To do that, clone a local repo to another local repo. Change the branch on that other local repo. Make your commits. Then, in that clone, collapse your commits into something logical. Then, merge your changes into the
default branch. This will show up as a fast-forward commit. Finally, push those to your main checkout.
- One commit, one feature. If your feature doesn't fit in one nicely-sized commit, then prefix your commit message with "PARTIAL:".
- Until we have our own server, we can't really have code reviews. Until then: every commit that goes through, respond to it with any questions you have about the code. If you see nothing wrong, respond "LGTM". That stands for "Looks good to me." Continue this conversation until the other person says "LGTM". Otherwise, consider that commit incomplete.
- Nothing goes in without a test of some kind.
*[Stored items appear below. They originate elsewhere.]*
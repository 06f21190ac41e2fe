use log::{log, Level};

use crate::models::command::{Outcome, Severity};
use crate::models::slot::{format_display, slot_grid};

pub const SUPPORTED_FORMATS_HINT: &str =
    "Try saying times like \"3pm\", \"3:30pm\", \"15:30\" or \"7 o'clock\"";

pub const VOICE_COMMAND_EXAMPLES: &str = "\
Scheduling:
  schedule meeting at 3pm
  add lunch at 12:30pm
  meeting at 2pm
  3pm team call
  dinner at 7 o'clock
  15:30 workout
  book appointment at 10am

Rescheduling:
  reschedule meeting to 4pm
  move lunch to 1pm
  change meeting at 3pm to 5pm

Cancelling:
  cancel meeting at 3pm
  delete lunch
  remove 2pm meeting
  cancel the event at 4pm

Supported time formats: 3pm, 3:30pm, 15:30, 3 o'clock
Time range: 5:00 AM - 11:00 PM";

/// Receives one user-facing message per processed command.
pub trait NotificationSink: Send + Sync {
    fn notify(&self, message: &str, severity: Severity);
}

/// Sends notifications to the log.
pub struct LogSink;

impl NotificationSink for LogSink {
    fn notify(&self, message: &str, severity: Severity) {
        let level = match severity {
            Severity::Info | Severity::Success => Level::Info,
            Severity::Error => Level::Warn,
        };
        log!(level, "event=notification module=planner severity={severity} message={message:?}");
    }
}

/// Prints notifications to the terminal.
pub struct ConsoleSink;

impl NotificationSink for ConsoleSink {
    fn notify(&self, message: &str, severity: Severity) {
        match severity {
            Severity::Error => eprintln!("[{severity}] {message}"),
            _ => println!("[{severity}] {message}"),
        }
    }
}

pub struct NotificationService;

impl NotificationService {
    pub fn build_message(outcome: &Outcome) -> String {
        match outcome {
            Outcome::Scheduled { label, slot } => {
                format!("Scheduled: \"{}\" at {}", label, slot.display_label())
            }
            Outcome::Rescheduled { label, from, to } if from == to => {
                format!("\"{}\" is already at {}", label, to.display_label())
            }
            Outcome::Rescheduled { label, from, to } => format!(
                "Rescheduled: \"{}\" from {} to {}",
                label,
                from.display_label(),
                to.display_label()
            ),
            Outcome::Cancelled { label, slot } => {
                format!("Cancelled: \"{}\" at {}", label, slot.display_label())
            }
            Outcome::Edited {
                slot,
                label: Some(label),
            } => format!("Updated {}: \"{}\"", slot.display_label(), label),
            Outcome::Edited { slot, label: None } => {
                format!("Cleared {}", slot.display_label())
            }
            Outcome::Cleared { count } => format!("All events cleared ({count} removed)"),
            Outcome::ConflictAtSlot { slot, existing } => format!(
                "There's already an event at {} (\"{}\"). Use \"reschedule\" to move it or choose a different time.",
                slot.display_label(),
                existing
            ),
            Outcome::EventNotFound { query } => format!("Could not find event: \"{query}\""),
            Outcome::TimeUnparseable { time_text } => {
                format!("Invalid time: \"{time_text}\". {SUPPORTED_FORMATS_HINT}")
            }
            Outcome::NoSlotWithinRange { time_text, time } => {
                let (first, last) = grid_bounds();
                format!(
                    "No time slot near \"{}\" ({}). The day runs from {} to {}",
                    time_text,
                    format_display(*time),
                    first,
                    last
                )
            }
            Outcome::CommandUnrecognized { text } => format!(
                "Could not understand command: \"{text}\". Try saying \"schedule meeting at 3pm\" or \"meeting at 3:30pm\""
            ),
        }
    }

    pub fn notify(sink: &dyn NotificationSink, outcome: &Outcome) {
        sink.notify(&Self::build_message(outcome), outcome.severity());
    }
}

fn grid_bounds() -> (String, String) {
    let grid = slot_grid();
    let first = grid.first().map(|slot| slot.display_label()).unwrap_or_default();
    let last = grid.last().map(|slot| slot.display_label()).unwrap_or_default();
    (first, last)
}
If you need to submit code that is untested, include a justification in your commit.
- Tests are either small, medium, or large.
- Small tests are unit tests. They may need mocks to avoid interaction with other modules.
- Medium tests are integration tests. This is testing modules' interactions with each other.
- Large tests are functional tests. They test the whole system at once.
- Don't use anonymous arrays/hashes. Use objects. We're in rubyland.
- Defining classes is cheap. In Java, it'll take you thirty lines of code to make a small struct-like object. In Ruby, it takes us 3 or 4. Go for it! It's better to model the data you're moving around using classes than stuffing it into arrays and whatnot.
- Exception: Returning two values can be okay. Justify it and make it crystal clear in the docs.
- Use YARD.
- Don't worry too hard about 1-liners.
- Document why, not what. If
- Strive for 80 columns.
- Never more than 100 columns.
- Don't make between 80-100 a habit.
- Descriptive method names.
- Parentheses in method declarations unless there are no arguments.
- Spaces around operators.
- No mathematic operator overloading.
=are fair game though.
MIT. See LICENSE. No GPL code is allowed in this codebase.
By contributing code to the Amp Project, you agree to license your work under the MIT license.